1972: Alice Cooper topped the British singles chart with School’s Out, scoring his only no. 1 hit anywhere in the world. Credited to Cooper (lead vocals) and the members of his band at the time, Michael Bruce (rhythm guitar, keyboards, backing vocals), Glen Buxton (lead guitar), Dennis Dunaway (bass, backing vocals) and Neal Smith (drums, backing vocals), the tune was the title track of the band’s fifth studio album released in June 1972. School’s Out also became Cooper’s biggest chart success in the U.S., peaking at no. 7 on the Billboard Hot 100. According to Songfacts, Cooper during a 2008 interview with Esquire said, “When we did ‘School’s Out,’ I knew we had just done the national anthem. I’ve become the Francis Scott Key of the last day of school.” It’s also safe to assume, Cooper shocked some school principals and parents.

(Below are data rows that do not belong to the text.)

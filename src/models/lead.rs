use chrono::{DateTime, Utc};
use serde::{Deserialize, Serialize};
use sqlx::FromRow;
use utoipa::ToSchema;
use uuid::Uuid;

use crate::errors::AppError;
use crate::events::{Loggable, Severity};

#[derive(Debug, Clone, Copy, PartialEq, Eq, Serialize, Deserialize, ToSchema)]
#[serde(rename_all = "lowercase")]
pub enum LeadStatus {
    New,
    Contacted,
    Qualified,
    Converted,
    Lost,
}

impl LeadStatus {
    pub fn as_str(&self) -> &'static str {
        match self {
            LeadStatus::New => "new",
            LeadStatus::Contacted => "contacted",
            LeadStatus::Qualified => "qualified",
            LeadStatus::Converted => "converted",
            LeadStatus::Lost => "lost",
        }
    }

    pub fn parse(value: &str) -> Result<Self, AppError> {
        match value {
            "new" => Ok(LeadStatus::New),
            "contacted" => Ok(LeadStatus::Contacted),
            "qualified" => Ok(LeadStatus::Qualified),
            "converted" => Ok(LeadStatus::Converted),
            "lost" => Ok(LeadStatus::Lost),
            other => Err(AppError::bad_request(format!("unknown lead status: {other}"))),
        }
    }
}

#[derive(Debug, Clone, Serialize, Deserialize, ToSchema)]
pub struct Lead {
    pub id: Uuid,
    pub name: String,
    pub email: String,
    #[serde(skip_serializing_if = "Option::is_none")]
    pub phone: Option<String>,
    pub message: String,
    pub source_site: String,
    pub locale: String,
    pub status: LeadStatus,
    pub spam_score: i64,
    pub is_spam: bool,
    #[serde(skip_serializing_if = "Option::is_none")]
    pub session_id: Option<Uuid>,
    pub created_at: DateTime<Utc>,
    pub updated_at: DateTime<Utc>,
}

impl Loggable for Lead {
    fn entity_type() -> &'static str {
        "lead"
    }
    fn subject_id(&self) -> Uuid {
        self.id
    }
    fn severity(&self) -> Severity {
        Severity::Important
    }
}

#[derive(Debug, Clone, FromRow)]
pub struct DbLead {
    pub id: String,
    pub name: String,
    pub email: String,
    pub phone: Option<String>,
    pub message: String,
    pub source_site: String,
    pub locale: String,
    pub status: String,
    pub spam_score: i64,
    pub is_spam: bool,
    pub session_id: Option<String>,
    pub created_at: DateTime<Utc>,
    pub updated_at: DateTime<Utc>,
}

impl TryFrom<DbLead> for Lead {
    type Error = AppError;

    fn try_from(db: DbLead) -> Result<Self, Self::Error> {
        Ok(Lead {
            id: Uuid::parse_str(&db.id)
                .map_err(|err| AppError::internal(format!("invalid lead id: {err}")))?,
            name: db.name,
            email: db.email,
            phone: db.phone,
            message: db.message,
            source_site: db.source_site,
            locale: db.locale,
            status: LeadStatus::parse(&db.status)?,
            spam_score: db.spam_score,
            is_spam: db.is_spam,
            session_id: db.session_id.as_deref().and_then(|s| Uuid::parse_str(s).ok()),
            created_at: db.created_at,
            updated_at: db.updated_at,
        })
    }
}

/// Public contact-form payload.
#[derive(Debug, Deserialize, ToSchema)]
pub struct LeadCaptureRequest {
    #[schema(example = "María García")]
    pub name: String,
    #[schema(example = "maria@example.com")]
    pub email: String,
    pub phone: Option<String>,
    #[schema(example = "I'd like a quote for a new site.")]
    pub message: String,
    #[schema(example = "siteA")]
    pub source_site: String,
    /// "en" or "es"; drives the notification template.
    #[serde(default)]
    pub locale: Option<String>,
    /// Originating visitor session, when the tracking script is present.
    pub session_id: Option<Uuid>,
    /// Honeypot field; humans leave it empty.
    #[serde(default)]
    pub website: Option<String>,
}

#[derive(Debug, Deserialize, ToSchema)]
pub struct LeadUpdateRequest {
    pub status: Option<LeadStatus>,
    pub name: Option<String>,
    pub email: Option<String>,
    pub phone: Option<String>,
    pub is_spam: Option<bool>,
}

1981: British DJ, producer and band manager Guy Stevens passed away at the age of 38 years from an overdose of prescription drugs he was taking to reduce his alcohol dependency – yikes! Among others, Stevens gave Procol Harum and Mott the Hoople their distinct names. He also co-produced The Clash’s fifth studio album London Calling from December 1979, together with Mick Jones, the band’s co-founder, lead guitarist and co-lead vocalist. Stevens also brought Chuck Berry to the U.K. for his first tour there in 1963. He also was the president of the Chuck Berry Appreciation Society. According to Wikipedia, Stevens introduced lyricist Keith Reid to keyboarder Gary Brooker and told Reid at a party that a friend had turned “a whiter shade of pale”. Supposedly, these words inspired the song with the same title that was subsequently recorded by Brooker’s newly formed band Procol Harum and became a major international hit in 1967.